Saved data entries

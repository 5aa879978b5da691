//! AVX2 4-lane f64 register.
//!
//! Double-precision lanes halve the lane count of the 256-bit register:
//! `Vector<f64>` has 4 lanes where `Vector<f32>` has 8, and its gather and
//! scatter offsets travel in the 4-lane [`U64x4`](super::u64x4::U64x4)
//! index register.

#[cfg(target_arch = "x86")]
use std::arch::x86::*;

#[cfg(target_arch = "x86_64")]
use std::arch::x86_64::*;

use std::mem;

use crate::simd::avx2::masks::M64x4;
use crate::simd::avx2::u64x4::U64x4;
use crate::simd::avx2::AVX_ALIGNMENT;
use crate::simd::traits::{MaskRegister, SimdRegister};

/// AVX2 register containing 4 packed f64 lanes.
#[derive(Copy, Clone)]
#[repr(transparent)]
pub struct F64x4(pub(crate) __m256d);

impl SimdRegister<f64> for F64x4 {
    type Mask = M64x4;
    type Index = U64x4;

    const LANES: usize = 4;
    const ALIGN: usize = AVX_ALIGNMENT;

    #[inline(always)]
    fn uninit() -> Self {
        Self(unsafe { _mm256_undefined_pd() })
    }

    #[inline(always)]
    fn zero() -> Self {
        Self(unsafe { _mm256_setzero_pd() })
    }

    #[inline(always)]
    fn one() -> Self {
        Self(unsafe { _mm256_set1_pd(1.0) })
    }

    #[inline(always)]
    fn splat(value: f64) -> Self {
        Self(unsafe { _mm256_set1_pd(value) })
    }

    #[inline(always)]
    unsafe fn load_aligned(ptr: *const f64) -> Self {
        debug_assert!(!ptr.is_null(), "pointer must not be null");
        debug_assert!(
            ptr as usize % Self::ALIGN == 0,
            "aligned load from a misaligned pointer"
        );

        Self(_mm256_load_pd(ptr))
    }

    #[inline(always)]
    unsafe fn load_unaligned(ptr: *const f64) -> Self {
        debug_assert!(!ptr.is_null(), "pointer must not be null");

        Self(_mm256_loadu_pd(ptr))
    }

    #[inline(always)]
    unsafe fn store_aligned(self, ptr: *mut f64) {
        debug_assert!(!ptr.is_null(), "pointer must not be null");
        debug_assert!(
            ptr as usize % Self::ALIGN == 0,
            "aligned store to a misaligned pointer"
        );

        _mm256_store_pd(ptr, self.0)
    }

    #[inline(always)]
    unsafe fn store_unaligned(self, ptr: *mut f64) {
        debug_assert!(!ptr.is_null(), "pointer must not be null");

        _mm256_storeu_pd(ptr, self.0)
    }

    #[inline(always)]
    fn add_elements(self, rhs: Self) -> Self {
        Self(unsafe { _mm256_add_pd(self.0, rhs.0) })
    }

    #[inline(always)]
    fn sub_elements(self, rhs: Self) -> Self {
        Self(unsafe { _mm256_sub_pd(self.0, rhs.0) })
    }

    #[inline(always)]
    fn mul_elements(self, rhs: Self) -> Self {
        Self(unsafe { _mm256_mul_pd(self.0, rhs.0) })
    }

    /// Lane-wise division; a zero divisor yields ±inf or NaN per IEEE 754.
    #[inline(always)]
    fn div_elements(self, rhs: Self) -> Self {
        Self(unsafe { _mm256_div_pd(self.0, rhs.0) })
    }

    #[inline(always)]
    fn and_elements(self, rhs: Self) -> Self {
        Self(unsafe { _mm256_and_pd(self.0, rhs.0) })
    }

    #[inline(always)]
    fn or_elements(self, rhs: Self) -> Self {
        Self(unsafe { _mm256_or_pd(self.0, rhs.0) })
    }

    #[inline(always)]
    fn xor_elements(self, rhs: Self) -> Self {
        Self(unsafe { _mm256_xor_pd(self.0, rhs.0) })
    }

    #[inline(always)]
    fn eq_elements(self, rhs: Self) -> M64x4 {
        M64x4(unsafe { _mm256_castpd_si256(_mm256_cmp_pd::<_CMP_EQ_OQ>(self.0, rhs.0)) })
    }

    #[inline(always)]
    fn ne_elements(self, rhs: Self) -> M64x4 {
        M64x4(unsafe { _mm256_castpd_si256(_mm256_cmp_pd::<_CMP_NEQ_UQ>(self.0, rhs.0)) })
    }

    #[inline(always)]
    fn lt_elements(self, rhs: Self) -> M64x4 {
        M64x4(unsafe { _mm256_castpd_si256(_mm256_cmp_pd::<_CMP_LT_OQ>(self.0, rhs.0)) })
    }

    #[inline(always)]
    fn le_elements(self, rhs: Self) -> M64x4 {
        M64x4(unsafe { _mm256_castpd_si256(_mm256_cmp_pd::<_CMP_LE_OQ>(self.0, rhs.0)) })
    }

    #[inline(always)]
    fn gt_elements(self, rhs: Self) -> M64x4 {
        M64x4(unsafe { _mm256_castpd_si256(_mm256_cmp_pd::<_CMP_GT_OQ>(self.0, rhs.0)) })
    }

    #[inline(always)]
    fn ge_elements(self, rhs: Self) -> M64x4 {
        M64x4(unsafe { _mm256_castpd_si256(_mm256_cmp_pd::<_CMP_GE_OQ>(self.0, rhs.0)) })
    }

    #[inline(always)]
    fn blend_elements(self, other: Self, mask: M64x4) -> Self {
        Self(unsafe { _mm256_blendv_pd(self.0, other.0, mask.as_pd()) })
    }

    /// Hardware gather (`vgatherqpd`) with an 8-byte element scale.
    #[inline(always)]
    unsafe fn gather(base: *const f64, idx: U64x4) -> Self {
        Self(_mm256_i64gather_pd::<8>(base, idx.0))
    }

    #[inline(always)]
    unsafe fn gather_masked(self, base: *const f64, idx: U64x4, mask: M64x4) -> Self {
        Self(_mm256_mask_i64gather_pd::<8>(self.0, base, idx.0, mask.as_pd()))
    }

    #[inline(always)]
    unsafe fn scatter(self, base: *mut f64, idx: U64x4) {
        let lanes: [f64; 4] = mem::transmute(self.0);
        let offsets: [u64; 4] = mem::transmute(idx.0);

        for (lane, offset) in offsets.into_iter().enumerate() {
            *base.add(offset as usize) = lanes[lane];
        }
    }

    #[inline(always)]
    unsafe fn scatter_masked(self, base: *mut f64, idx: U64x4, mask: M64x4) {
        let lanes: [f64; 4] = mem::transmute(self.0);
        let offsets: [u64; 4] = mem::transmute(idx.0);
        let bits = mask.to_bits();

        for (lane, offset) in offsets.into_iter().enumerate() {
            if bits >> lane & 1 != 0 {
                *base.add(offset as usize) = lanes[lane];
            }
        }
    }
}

---

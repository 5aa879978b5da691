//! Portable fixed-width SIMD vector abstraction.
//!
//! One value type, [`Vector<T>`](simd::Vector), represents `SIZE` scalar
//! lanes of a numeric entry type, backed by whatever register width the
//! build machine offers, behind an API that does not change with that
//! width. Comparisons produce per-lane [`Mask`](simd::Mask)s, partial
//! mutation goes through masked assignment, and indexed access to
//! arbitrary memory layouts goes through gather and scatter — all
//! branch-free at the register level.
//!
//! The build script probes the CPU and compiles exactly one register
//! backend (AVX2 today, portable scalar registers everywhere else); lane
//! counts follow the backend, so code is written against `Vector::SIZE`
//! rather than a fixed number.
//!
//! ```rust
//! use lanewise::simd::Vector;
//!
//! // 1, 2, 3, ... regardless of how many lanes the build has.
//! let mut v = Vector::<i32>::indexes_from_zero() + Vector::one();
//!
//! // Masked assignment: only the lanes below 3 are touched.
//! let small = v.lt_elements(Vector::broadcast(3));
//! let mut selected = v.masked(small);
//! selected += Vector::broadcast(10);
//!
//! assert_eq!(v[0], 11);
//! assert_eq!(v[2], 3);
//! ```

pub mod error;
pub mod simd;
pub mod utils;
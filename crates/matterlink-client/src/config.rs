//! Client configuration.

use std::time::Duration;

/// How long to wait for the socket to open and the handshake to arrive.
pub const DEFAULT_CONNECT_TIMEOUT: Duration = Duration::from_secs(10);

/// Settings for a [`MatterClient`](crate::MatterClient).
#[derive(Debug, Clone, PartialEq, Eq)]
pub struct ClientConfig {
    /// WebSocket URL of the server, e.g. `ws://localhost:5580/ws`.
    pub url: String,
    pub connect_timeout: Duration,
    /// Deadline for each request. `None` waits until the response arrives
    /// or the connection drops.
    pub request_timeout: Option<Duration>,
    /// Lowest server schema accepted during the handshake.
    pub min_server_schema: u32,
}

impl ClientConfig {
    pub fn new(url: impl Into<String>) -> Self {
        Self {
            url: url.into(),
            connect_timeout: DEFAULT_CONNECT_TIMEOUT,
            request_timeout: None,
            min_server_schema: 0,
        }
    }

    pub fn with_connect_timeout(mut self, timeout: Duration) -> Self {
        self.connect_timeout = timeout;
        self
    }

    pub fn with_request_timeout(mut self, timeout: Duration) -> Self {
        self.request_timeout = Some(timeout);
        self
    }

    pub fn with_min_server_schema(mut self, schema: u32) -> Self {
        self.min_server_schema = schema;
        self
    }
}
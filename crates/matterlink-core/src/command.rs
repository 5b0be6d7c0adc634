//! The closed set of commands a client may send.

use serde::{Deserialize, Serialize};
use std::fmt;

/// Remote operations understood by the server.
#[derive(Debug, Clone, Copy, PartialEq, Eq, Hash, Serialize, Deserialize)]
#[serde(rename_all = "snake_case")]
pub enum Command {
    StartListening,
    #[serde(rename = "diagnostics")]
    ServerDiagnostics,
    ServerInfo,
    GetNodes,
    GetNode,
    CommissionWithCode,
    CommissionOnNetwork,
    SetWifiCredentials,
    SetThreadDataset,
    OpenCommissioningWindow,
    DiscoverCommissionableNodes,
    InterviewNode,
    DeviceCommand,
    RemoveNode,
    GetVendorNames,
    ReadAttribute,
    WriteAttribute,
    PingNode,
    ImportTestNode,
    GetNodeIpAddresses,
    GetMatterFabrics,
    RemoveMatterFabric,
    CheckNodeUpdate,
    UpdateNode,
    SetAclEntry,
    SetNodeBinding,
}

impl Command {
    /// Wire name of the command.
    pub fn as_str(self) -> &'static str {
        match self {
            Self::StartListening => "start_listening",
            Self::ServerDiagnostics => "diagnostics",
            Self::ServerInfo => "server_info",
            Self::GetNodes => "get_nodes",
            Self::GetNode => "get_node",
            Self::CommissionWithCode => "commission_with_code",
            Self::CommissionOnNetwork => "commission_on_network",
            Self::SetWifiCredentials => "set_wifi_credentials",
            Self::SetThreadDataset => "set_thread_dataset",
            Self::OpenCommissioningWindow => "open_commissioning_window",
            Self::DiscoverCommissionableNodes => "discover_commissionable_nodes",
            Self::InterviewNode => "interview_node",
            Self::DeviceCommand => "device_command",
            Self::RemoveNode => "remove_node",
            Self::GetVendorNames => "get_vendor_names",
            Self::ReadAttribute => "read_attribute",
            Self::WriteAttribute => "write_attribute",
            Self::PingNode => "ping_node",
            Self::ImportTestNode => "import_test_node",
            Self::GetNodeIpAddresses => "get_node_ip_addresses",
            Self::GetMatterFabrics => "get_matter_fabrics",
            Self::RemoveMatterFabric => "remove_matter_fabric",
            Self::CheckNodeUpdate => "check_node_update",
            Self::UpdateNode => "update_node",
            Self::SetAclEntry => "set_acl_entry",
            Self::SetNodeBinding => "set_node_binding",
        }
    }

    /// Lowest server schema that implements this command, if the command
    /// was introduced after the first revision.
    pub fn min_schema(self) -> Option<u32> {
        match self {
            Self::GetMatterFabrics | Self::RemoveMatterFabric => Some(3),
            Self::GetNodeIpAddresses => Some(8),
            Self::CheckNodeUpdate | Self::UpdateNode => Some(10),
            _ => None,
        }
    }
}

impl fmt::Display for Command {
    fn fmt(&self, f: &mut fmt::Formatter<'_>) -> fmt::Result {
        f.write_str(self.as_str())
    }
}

Exercise: How many lines of the records contain "Option"? Answer with the number only.

Exercise response: 2